Одри поправила платье, прикрывая тканью выбитых узоров бледные колени, купавшиеся в мрачном пепле Системы Сатурна, и протянула руку для поцелуя, не отрываясь от невозможного созерцания собственного могущества и ничтожества. Чувствительная кожа уловила страшный момент приближения глупого ритуала, отвратительное предчувствие касания, щекотливого давления, ввергающего все тело в жертвенную дрожь неприятных мурашек, но вошедший был слишком осведомлен о странностях Даме и удержался от эфемерной близости с королевой. Непривычный холод страха и уважения облегчил скоротечное страдание. Оставалось просчитать до трех, чтобы услужливый планетоид нырнул под срез реальности и ушел в свободное пространство ментальной фиксированности еще не решенной участи.
— Даме, — повторил вошедший, вкладывая в уничижительную интонацию непререкаемой вины спрессованный вопрос, неуверенность, колебание, надежду, готовность… все, что было угодно почувствовать воплощенной Грозе на мрачном небе назначенных декораций. Как аллергическая реакция на фальшивую сладость в бугристости космоса концентрировались раздражения кораблей сопровождения, блох и гигантов, подлинностей и миражей пустоты, окутывающих тишину и молчание флагмана.

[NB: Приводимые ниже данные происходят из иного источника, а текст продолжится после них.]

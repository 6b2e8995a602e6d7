//! Price sources used to refresh holding prices before rebalancing.
//!
//! A source returns a ticker -> price map for the tickers it could price.
//! Tickers it could not price are left out rather than reported as zero.

use std::collections::HashMap;

use anyhow::{anyhow, Context, Result};
use futures::{stream::FuturesUnordered, StreamExt};
use tracing::{info, warn};
use yahoo_finance_api::YahooConnector;

use crate::holding::normalize_ticker;
use crate::portfolio::Portfolio;

#[allow(async_fn_in_trait)]
pub trait PriceSource {
    async fn current_prices(&self, tickers: &[String]) -> HashMap<String, f64>;
}

/// Latest daily close from Yahoo Finance.
pub struct YahooPriceSource {
    client: YahooConnector,
}

impl Default for YahooPriceSource {
    fn default() -> Self {
        Self::new()
    }
}

impl YahooPriceSource {
    pub fn new() -> Self {
        Self {
            client: YahooConnector::new(),
        }
    }

    pub async fn fetch_price(&self, ticker: &str) -> Result<f64> {
        let res = self
            .client
            .get_latest_quotes(ticker, "1d")
            .await
            .with_context(|| format!("fetching quotes for {ticker}"))?;
        let last_price = res.last_quote()?.close;
        if !last_price.is_finite() || last_price <= 0.0 {
            return Err(anyhow!("unusable price {last_price} for {ticker}"));
        }
        Ok(last_price)
    }
}

impl PriceSource for YahooPriceSource {
    async fn current_prices(&self, tickers: &[String]) -> HashMap<String, f64> {
        let mut futures: FuturesUnordered<_> = tickers
            .iter()
            .map(|ticker| async move { (ticker, self.fetch_price(ticker).await) })
            .collect();

        let mut prices = HashMap::with_capacity(tickers.len());
        while let Some((ticker, result)) = futures.next().await {
            match result {
                Ok(price) => {
                    prices.insert(ticker.clone(), price);
                }
                Err(err) => warn!(%ticker, "Could not get price: {err:#}"),
            }
        }
        prices
    }
}

/// Fixed prices, e.g. manually entered ones.
#[derive(Debug, Clone, Default)]
pub struct StaticPriceSource {
    prices: HashMap<String, f64>,
}

impl StaticPriceSource {
    pub fn new(prices: HashMap<String, f64>) -> Self {
        let prices = prices
            .into_iter()
            .map(|(ticker, price)| (normalize_ticker(&ticker), price))
            .collect();
        Self { prices }
    }
}

impl PriceSource for StaticPriceSource {
    async fn current_prices(&self, tickers: &[String]) -> HashMap<String, f64> {
        tickers
            .iter()
            .filter_map(|ticker| self.prices.get(ticker).map(|p| (ticker.clone(), *p)))
            .collect()
    }
}

/// Asks `primary` first and `secondary` only for what `primary` left out.
pub struct FallbackPriceSource<P, S> {
    primary: P,
    secondary: S,
}

impl<P: PriceSource, S: PriceSource> FallbackPriceSource<P, S> {
    pub fn new(primary: P, secondary: S) -> Self {
        Self { primary, secondary }
    }
}

impl<P: PriceSource, S: PriceSource> PriceSource for FallbackPriceSource<P, S> {
    async fn current_prices(&self, tickers: &[String]) -> HashMap<String, f64> {
        let mut prices = self.primary.current_prices(tickers).await;
        let missing: Vec<String> = tickers
            .iter()
            .filter(|t| !prices.contains_key(*t))
            .cloned()
            .collect();
        if missing.is_empty() {
            return prices;
        }

        let fallback = self.secondary.current_prices(&missing).await;
        for (ticker, price) in fallback {
            info!(%ticker, price, "using fallback price");
            prices.insert(ticker, price);
        }
        prices
    }
}

/// Pulls prices for every holding and applies them. Returns the tickers left unpriced.
pub async fn refresh_prices<P: PriceSource>(portfolio: &mut Portfolio, source: &P) -> Vec<String> {
    let tickers = portfolio.tickers();
    let prices = source.current_prices(&tickers).await;
    let missing = portfolio.apply_prices(&prices);
    for ticker in &missing {
        warn!(%ticker, "no price available, keeping last known price");
    }
    missing
}

#[cfg(test)]
mod tests {
    use super::*;
    use crate::holding::{Holding, HoldingConfig};
    use crate::portfolio::PortfolioConfig;

    fn tickers(list: &[&str]) -> Vec<String> {
        list.iter().map(|t| t.to_string()).collect()
    }

    fn static_source(prices: &[(&str, f64)]) -> StaticPriceSource {
        StaticPriceSource::new(prices.iter().map(|(t, p)| (t.to_string(), *p)).collect())
    }

    #[tokio::test]
    async fn test_static_source_omits_unknown() {
        let source = static_source(&[(" meta ", 300.0), ("AAPL", 150.0)]);
        let prices = source.current_prices(&tickers(&["META", "GOOGL"])).await;
        assert_eq!(prices.len(), 1);
        assert_eq!(prices["META"], 300.0);
        assert!(!prices.contains_key("GOOGL"));
    }

    #[tokio::test]
    async fn test_fallback_fills_gaps_only() {
        let source = FallbackPriceSource::new(
            static_source(&[("META", 300.0)]),
            static_source(&[("META", 1.0), ("AAPL", 150.0)]),
        );
        let prices = source
            .current_prices(&tickers(&["META", "AAPL", "GOOGL"]))
            .await;
        assert_eq!(prices.len(), 2);
        assert_eq!(prices["META"], 300.0);
        assert_eq!(prices["AAPL"], 150.0);
    }

    #[tokio::test]
    async fn test_refresh_prices() {
        let mut portfolio = Portfolio::new(
            PortfolioConfig::default()
                .holding(Holding::new(HoldingConfig::new("META", 50.0)).unwrap())
                .holding(Holding::new(HoldingConfig::new("AAPL", 30.0)).unwrap())
                .target("META", 0.5)
                .target("AAPL", 0.5),
        )
        .unwrap();
        let missing = refresh_prices(&mut portfolio, &static_source(&[("META", 300.0)])).await;
        assert_eq!(missing, vec!["AAPL"]);
        assert_eq!(portfolio.total_value(), 15000.0);
        // AAPL is unpriced so only META trades
        let trades = portfolio.rebalancing_trades();
        assert_eq!(trades.len(), 1);
        assert_eq!(trades[0].ticker(), "META");
    }
}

Даже сейчас ярость сонливой нерешительности распутывала четыре буквы сложной интонации в длинную речь аргументов и выводов, установленного законодательства военных стратагем и ужасающей слепоты в царстве интуиции и предчувствия. Словно кто-то цепкой рукой держал неустранимую атаку в бесконечности растягиваемого момента, словно кто-то мог подумать, что ей ведом страх в этом затхлом чердаке гниющих декораций рока, случая, изобретательства. Крохотный катализатор, готовый в отчаянии погибнуть, но избежать непереносимого давления величия и достоинства. Хотя, кто мог снизойти до пустого места в здешней Пустоте?